Locate each line in the records containing "refresh". Copy it.

→ GIVEN INFORMATION:
- - -
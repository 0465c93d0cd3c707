//! Configuration for XPQuest
//!
//! Read from `~/.xpquest/config.toml`. Every field has a default, so a
//! missing or partial file is fine.

mod io;

use std::path::PathBuf;

use serde::{Deserialize, Serialize};

use crate::avatar::{AvatarOptions, DEFAULT_AVATAR_QUALITY, DEFAULT_AVATAR_SIZE};

/// Root configuration
#[derive(Debug, Clone, Default, Serialize, Deserialize)]
pub struct Config {
    #[serde(default)]
    pub settings: Settings,

    #[serde(default)]
    pub avatar: AvatarSettings,
}

/// General settings
#[derive(Debug, Clone, Serialize, Deserialize)]
pub struct Settings {
    /// Where the state document and reset marker live (defaults to ~/.xpquest)
    #[serde(default)]
    pub data_dir: Option<PathBuf>,

    /// XP reward used by `add` when `--xp` is not given
    #[serde(default = "default_xp_reward")]
    pub default_xp_reward: u32,
}

fn default_xp_reward() -> u32 {
    10
}

impl Default for Settings {
    fn default() -> Self {
        Self {
            data_dir: None,
            default_xp_reward: default_xp_reward(),
        }
    }
}

/// Avatar output settings
#[derive(Debug, Clone, Serialize, Deserialize)]
pub struct AvatarSettings {
    /// Edge length in pixels of the stored square avatar
    #[serde(default = "default_avatar_size")]
    pub size: u32,

    /// JPEG quality (1-100)
    #[serde(default = "default_avatar_quality")]
    pub quality: u8,
}

fn default_avatar_size() -> u32 {
    DEFAULT_AVATAR_SIZE
}

fn default_avatar_quality() -> u8 {
    DEFAULT_AVATAR_QUALITY
}

impl Default for AvatarSettings {
    fn default() -> Self {
        Self {
            size: default_avatar_size(),
            quality: default_avatar_quality(),
        }
    }
}

impl AvatarSettings {
    pub fn options(&self) -> AvatarOptions {
        AvatarOptions {
            size: self.size.max(1),
            quality: self.quality.clamp(1, 100),
        }
    }
}

impl Config {
    /// Resolve the data directory: explicit override, then config, then ~/.xpquest
    pub fn data_dir(&self, override_dir: Option<&PathBuf>) -> PathBuf {
        override_dir
            .cloned()
            .or_else(|| self.settings.data_dir.clone())
            .unwrap_or_else(Self::global_config_dir)
    }
}
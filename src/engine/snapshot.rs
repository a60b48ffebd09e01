use chrono::{DateTime, Utc};
use serde::Serialize;
use std::collections::BTreeMap;

use crate::engine::events::EventLogEntry;
use crate::models::{Candle, Direction, IndicatorSnapshot, Position, Ticker, TradeRecord};

/// History entries included in a snapshot.
pub const SNAPSHOT_HISTORY: usize = 40;
/// Event entries included in a snapshot.
pub const SNAPSHOT_EVENTS: usize = 60;
/// Candles embedded per position in a snapshot.
pub const SNAPSHOT_CANDLES: usize = 30;

/// Per-instrument market view for the status surface.
#[derive(Debug, Clone, Serialize)]
pub struct TickerView {
    pub price: f64,
    pub change: f64,
    pub volume: f64,
    pub high: f64,
    pub low: f64,
}

impl From<&Ticker> for TickerView {
    fn from(ticker: &Ticker) -> Self {
        Self {
            price: ticker.last_price,
            change: round2(ticker.change_pct_24h),
            volume: ticker.volume,
            high: ticker.high_24h,
            low: ticker.low_24h,
        }
    }
}

/// Open-position view with a truncated candle window.
#[derive(Debug, Clone, Serialize)]
pub struct PositionView {
    pub direction: Direction,
    pub entry: f64,
    pub current: f64,
    pub tp: f64,
    pub sl: f64,
    pub size: f64,
    pub leverage: u32,
    pub pnl: f64,
    pub pnl_pct: f64,
    pub strategy: String,
    pub reasons: Vec<String>,
    pub indicators: IndicatorSnapshot,
    pub opened_at: DateTime<Utc>,
    pub confidence: f64,
    pub candles: Vec<Candle>,
}

impl From<&Position> for PositionView {
    fn from(position: &Position) -> Self {
        let window_start = position.candles.len().saturating_sub(SNAPSHOT_CANDLES);
        Self {
            direction: position.direction,
            entry: position.entry_price,
            current: position.current_price,
            tp: position.take_profit,
            sl: position.stop_loss,
            size: position.size,
            leverage: position.leverage,
            pnl: round2(position.pnl),
            pnl_pct: round2(position.pnl_pct),
            strategy: position.strategy.clone(),
            reasons: position.reasons.clone(),
            indicators: position.indicators.clone(),
            opened_at: position.opened_at,
            confidence: position.confidence,
            candles: position.candles[window_start..].to_vec(),
        }
    }
}

/// Read-only state view consumed by the dashboard transport.
#[derive(Debug, Clone, Serialize)]
pub struct EngineSnapshot {
    pub balance: f64,
    pub total_pnl: f64,
    pub total_pnl_pct: f64,
    pub trades: u64,
    pub wins: u64,
    pub win_rate: f64,
    pub active: usize,
    pub positions: BTreeMap<String, PositionView>,
    pub history: Vec<TradeRecord>,
    pub strategies: BTreeMap<String, f64>,
    pub coins: BTreeMap<String, TickerView>,
    pub running: bool,
    pub curve: Vec<f64>,
    pub events: Vec<EventLogEntry>,
}

pub(crate) fn round2(value: f64) -> f64 {
    (value * 100.0).round() / 100.0
}
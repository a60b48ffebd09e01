use chrono::{DateTime, Utc};
use serde::{Deserialize, Serialize};
use uuid::Uuid;

/// One OHLCV bar for a fixed interval.
///
/// Serialized with compact single-letter keys because candle windows are
/// embedded into the status snapshot in bulk.
#[derive(Debug, Clone, PartialEq, Serialize, Deserialize)]
pub struct Candle {
    /// Bar open time in milliseconds since epoch.
    #[serde(rename = "t")]
    pub open_time: i64,
    #[serde(rename = "o")]
    pub open: f64,
    #[serde(rename = "h")]
    pub high: f64,
    #[serde(rename = "l")]
    pub low: f64,
    #[serde(rename = "c")]
    pub close: f64,
    #[serde(rename = "v")]
    pub volume: f64,
}

/// 24h rolling statistics for one instrument, overwritten by refresh cycles.
#[derive(Debug, Clone, Default, Serialize, Deserialize)]
pub struct Ticker {
    pub last_price: f64,
    pub change_pct_24h: f64,
    pub volume: f64,
    pub high_24h: f64,
    pub low_24h: f64,
    pub quote_volume: f64,
}

/// Trade direction for a perpetual position.
#[derive(Debug, Clone, Copy, PartialEq, Eq, Serialize, Deserialize)]
#[serde(rename_all = "UPPERCASE")]
pub enum Direction {
    Long,
    Short,
}

impl std::fmt::Display for Direction {
    fn fmt(&self, f: &mut std::fmt::Formatter<'_>) -> std::fmt::Result {
        match self {
            Direction::Long => write!(f, "LONG"),
            Direction::Short => write!(f, "SHORT"),
        }
    }
}

/// Why a position was closed.
#[derive(Debug, Clone, Copy, PartialEq, Eq, Serialize, Deserialize)]
pub enum CloseReason {
    #[serde(rename = "TP")]
    TakeProfit,
    #[serde(rename = "SL")]
    StopLoss,
    Manual,
}

impl std::fmt::Display for CloseReason {
    fn fmt(&self, f: &mut std::fmt::Formatter<'_>) -> std::fmt::Result {
        match self {
            CloseReason::TakeProfit => write!(f, "TP"),
            CloseReason::StopLoss => write!(f, "SL"),
            CloseReason::Manual => write!(f, "Manual"),
        }
    }
}

/// Indicator values captured at signal time, carried on the position for
/// the status surface.
#[derive(Debug, Clone, PartialEq, Serialize, Deserialize)]
pub struct IndicatorSnapshot {
    pub rsi: f64,
    pub macd: f64,
    pub ema20: f64,
    pub ema50: f64,
    pub bb_upper: f64,
    pub bb_lower: f64,
    pub atr: f64,
    pub volume_ratio: f64,
}

/// A scored, directional entry suggestion for one instrument.
///
/// Ephemeral: consumed immediately by the position manager, never stored.
#[derive(Debug, Clone)]
pub struct TradeSignal {
    pub symbol: String,
    pub direction: Direction,
    pub price: f64,
    pub confidence: f64,
    pub reasons: Vec<String>,
    pub strategy: String,
    pub leverage: u32,
    pub indicators: IndicatorSnapshot,
    /// Recent candle window for charting on the status surface.
    pub candles: Vec<Candle>,
}

/// One open paper trade, marked to market on every price refresh.
#[derive(Debug, Clone, Serialize)]
pub struct Position {
    pub id: Uuid,
    pub symbol: String,
    pub direction: Direction,
    pub entry_price: f64,
    pub current_price: f64,
    pub take_profit: f64,
    pub stop_loss: f64,
    /// Notional size in quote currency.
    pub size: f64,
    pub leverage: u32,
    /// Unrealized PnL in quote currency.
    pub pnl: f64,
    /// Leveraged percent PnL.
    pub pnl_pct: f64,
    /// Best unrealized PnL seen since entry.
    pub peak_pnl: f64,
    /// Worst unrealized PnL seen since entry.
    pub trough_pnl: f64,
    pub strategy: String,
    pub reasons: Vec<String>,
    pub indicators: IndicatorSnapshot,
    pub candles: Vec<Candle>,
    pub opened_at: DateTime<Utc>,
    pub confidence: f64,
}

/// Immutable summary of a closed trade, kept in bounded history.
#[derive(Debug, Clone, Serialize)]
pub struct TradeRecord {
    /// Monotonic trade sequence number (1-based).
    pub id: u64,
    pub uuid: Uuid,
    pub symbol: String,
    pub direction: Direction,
    pub entry_price: f64,
    pub exit_price: f64,
    pub take_profit: f64,
    pub stop_loss: f64,
    pub pnl: f64,
    pub pnl_pct: f64,
    pub leverage: u32,
    pub strategy: String,
    pub reasons: Vec<String>,
    pub reason: CloseReason,
    pub closed_at: DateTime<Utc>,
    /// Holding time bucketed for display: "42s", "7m", "3h".
    pub held_for: String,
    pub won: bool,
}

#[cfg(test)]
mod tests {
    use super::*;

    #[test]
    fn test_candle_compact_keys() {
        let candle = Candle {
            open_time: 1_700_000_000_000,
            open: 100.0,
            high: 101.0,
            low: 99.0,
            close: 100.5,
            volume: 1234.0,
        };

        let json = serde_json::to_value(&candle).unwrap();
        assert_eq!(json["t"], 1_700_000_000_000i64);
        assert_eq!(json["o"], 100.0);
        assert_eq!(json["c"], 100.5);

        let back: Candle = serde_json::from_value(json).unwrap();
        assert_eq!(back, candle);
    }

    #[test]
    fn test_direction_display() {
        assert_eq!(Direction::Long.to_string(), "LONG");
        assert_eq!(Direction::Short.to_string(), "SHORT");
    }

    #[test]
    fn test_close_reason_serialization() {
        assert_eq!(
            serde_json::to_value(CloseReason::TakeProfit).unwrap(),
            "TP"
        );
        assert_eq!(serde_json::to_value(CloseReason::StopLoss).unwrap(), "SL");
    }
}
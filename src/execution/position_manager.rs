use chrono::Utc;
use std::collections::{HashMap, HashSet, VecDeque};
use uuid::Uuid;

use crate::models::{CloseReason, Direction, Position, TradeRecord, TradeSignal};
use crate::risk::TradeLimits;
use crate::strategy::StrategyWeights;

const HISTORY_CAPACITY: usize = 100;
const EQUITY_CURVE_CAPACITY: usize = 80;

/// Owns every open position, the closed-trade history, the equity curve,
/// the adaptive strategy weights, and the paper-account balance.
///
/// All methods take `&mut self`; callers serialize access behind a single
/// mutex so mark-to-market updates and signal-driven opens can never
/// interleave.
pub struct PositionManager {
    positions: HashMap<String, Position>,
    history: VecDeque<TradeRecord>,
    equity_curve: VecDeque<f64>,
    weights: StrategyWeights,
    starting_balance: f64,
    balance: f64,
    trades: u64,
    wins: u64,
    limits: TradeLimits,
}

impl PositionManager {
    pub fn new(starting_balance: f64, limits: TradeLimits) -> Self {
        let mut equity_curve = VecDeque::new();
        equity_curve.push_back(starting_balance);

        Self {
            positions: HashMap::new(),
            history: VecDeque::new(),
            equity_curve,
            weights: StrategyWeights::default(),
            starting_balance,
            balance: starting_balance,
            trades: 0,
            wins: 0,
            limits,
        }
    }

    /// Open a paper position from a signal.
    ///
    /// Sized at a fixed fraction of the current balance, with
    /// leverage-scaled exit brackets. A no-op (returns false) when the
    /// instrument already has an open position or the open count is at
    /// the cap — duplicate triggers within one scan are expected, not
    /// errors.
    pub fn open(&mut self, signal: TradeSignal) -> bool {
        if self.positions.contains_key(&signal.symbol) {
            return false;
        }
        if self.positions.len() >= self.limits.max_open_positions {
            return false;
        }

        let (take_profit, stop_loss) =
            self.limits
                .exit_prices(signal.direction, signal.price, signal.leverage);
        let size = self.balance * self.limits.position_size_pct;

        tracing::info!(
            "Opened {} {} @ {:.4} ({}x, tp {:.4}, sl {:.4}, conf {:.0}%)",
            signal.symbol,
            signal.direction,
            signal.price,
            signal.leverage,
            take_profit,
            stop_loss,
            signal.confidence
        );

        let position = Position {
            id: Uuid::new_v4(),
            symbol: signal.symbol.clone(),
            direction: signal.direction,
            entry_price: signal.price,
            current_price: signal.price,
            take_profit,
            stop_loss,
            size,
            leverage: signal.leverage,
            pnl: 0.0,
            pnl_pct: 0.0,
            peak_pnl: 0.0,
            trough_pnl: 0.0,
            strategy: signal.strategy,
            reasons: signal.reasons,
            indicators: signal.indicators,
            candles: signal.candles,
            opened_at: Utc::now(),
            confidence: signal.confidence,
        };

        self.positions.insert(signal.symbol, position);
        true
    }

    /// Mark every open position to market and close those whose price
    /// crossed an exit bracket. Instruments without a usable price
    /// (missing or zero) are skipped for this pass.
    ///
    /// Returns the records of every position closed in this pass.
    pub fn update(&mut self, prices: &HashMap<String, f64>) -> Vec<TradeRecord> {
        let mut triggered = Vec::new();

        for (symbol, position) in self.positions.iter_mut() {
            let Some(&price) = prices.get(symbol) else {
                continue;
            };
            if price == 0.0 {
                continue;
            }

            position.current_price = price;

            let leverage = position.leverage as f64;
            let pct = match position.direction {
                Direction::Long => {
                    (price - position.entry_price) / position.entry_price * 100.0 * leverage
                }
                Direction::Short => {
                    (position.entry_price - price) / position.entry_price * 100.0 * leverage
                }
            };
            let pnl = position.size * pct / 100.0;

            position.pnl = pnl;
            position.pnl_pct = pct;
            position.peak_pnl = position.peak_pnl.max(pnl);
            position.trough_pnl = position.trough_pnl.min(pnl);

            let crossed = match position.direction {
                Direction::Long if price >= position.take_profit => Some(CloseReason::TakeProfit),
                Direction::Long if price <= position.stop_loss => Some(CloseReason::StopLoss),
                Direction::Short if price <= position.take_profit => Some(CloseReason::TakeProfit),
                Direction::Short if price >= position.stop_loss => Some(CloseReason::StopLoss),
                _ => None,
            };

            if let Some(reason) = crossed {
                triggered.push((symbol.clone(), reason));
            }
        }

        triggered
            .into_iter()
            .filter_map(|(symbol, reason)| self.close(&symbol, reason))
            .collect()
    }

    /// Close an open position and settle it into the account.
    ///
    /// Credits the realized PnL, adjusts the strategy weight for the
    /// outcome, prepends the trade record, appends the balance to the
    /// equity curve, and removes the position. Returns `None` (no-op)
    /// when the instrument has no open position.
    pub fn close(&mut self, symbol: &str, reason: CloseReason) -> Option<TradeRecord> {
        let position = self.positions.remove(symbol)?;

        self.balance += position.pnl;
        self.trades += 1;
        let won = position.pnl > 0.0;
        if won {
            self.wins += 1;
        }
        self.weights.record_outcome(&position.strategy, won);

        let closed_at = Utc::now();
        let held_secs = (closed_at - position.opened_at).num_seconds().max(0);

        let record = TradeRecord {
            id: self.trades,
            uuid: position.id,
            symbol: position.symbol.clone(),
            direction: position.direction,
            entry_price: position.entry_price,
            exit_price: position.current_price,
            take_profit: position.take_profit,
            stop_loss: position.stop_loss,
            pnl: position.pnl,
            pnl_pct: position.pnl_pct,
            leverage: position.leverage,
            strategy: position.strategy.clone(),
            reasons: position.reasons.clone(),
            reason,
            closed_at,
            held_for: format_holding(held_secs),
            won,
        };

        tracing::info!(
            "[{}] {} {} | ${:.2} ({:.2}%) | {}",
            if won { "WIN" } else { "LOSS" },
            record.symbol,
            record.direction,
            record.pnl,
            record.pnl_pct,
            reason
        );

        self.history.push_front(record.clone());
        if self.history.len() > HISTORY_CAPACITY {
            self.history.pop_back();
        }

        self.equity_curve.push_back(self.balance);
        if self.equity_curve.len() > EQUITY_CURVE_CAPACITY {
            self.equity_curve.pop_front();
        }

        Some(record)
    }

    pub fn has_open_position(&self, symbol: &str) -> bool {
        self.positions.contains_key(symbol)
    }

    pub fn open_count(&self) -> usize {
        self.positions.len()
    }

    pub fn open_symbols(&self) -> HashSet<String> {
        self.positions.keys().cloned().collect()
    }

    pub fn positions(&self) -> &HashMap<String, Position> {
        &self.positions
    }

    /// Closed trades, newest first.
    pub fn history(&self) -> &VecDeque<TradeRecord> {
        &self.history
    }

    pub fn equity_curve(&self) -> &VecDeque<f64> {
        &self.equity_curve
    }

    pub fn weights(&self) -> &StrategyWeights {
        &self.weights
    }

    pub fn balance(&self) -> f64 {
        self.balance
    }

    pub fn starting_balance(&self) -> f64 {
        self.starting_balance
    }

    pub fn total_pnl(&self) -> f64 {
        self.balance - self.starting_balance
    }

    pub fn trades(&self) -> u64 {
        self.trades
    }

    pub fn wins(&self) -> u64 {
        self.wins
    }

    /// Win percentage; reads as a coin flip until the first trade closes.
    pub fn win_rate(&self) -> f64 {
        if self.trades > 0 {
            self.wins as f64 / self.trades as f64 * 100.0
        } else {
            50.0
        }
    }

    pub fn limits(&self) -> &TradeLimits {
        &self.limits
    }
}

fn format_holding(secs: i64) -> String {
    if secs < 60 {
        format!("{}s", secs)
    } else if secs < 3600 {
        format!("{}m", secs / 60)
    } else {
        format!("{}h", secs / 3600)
    }
}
- - -
→ EXERCISE ANSWER:
/// 24h rolling statistics for one instrument, overwritten by refresh cycles.
/// One open paper trade, marked to market on every price refresh.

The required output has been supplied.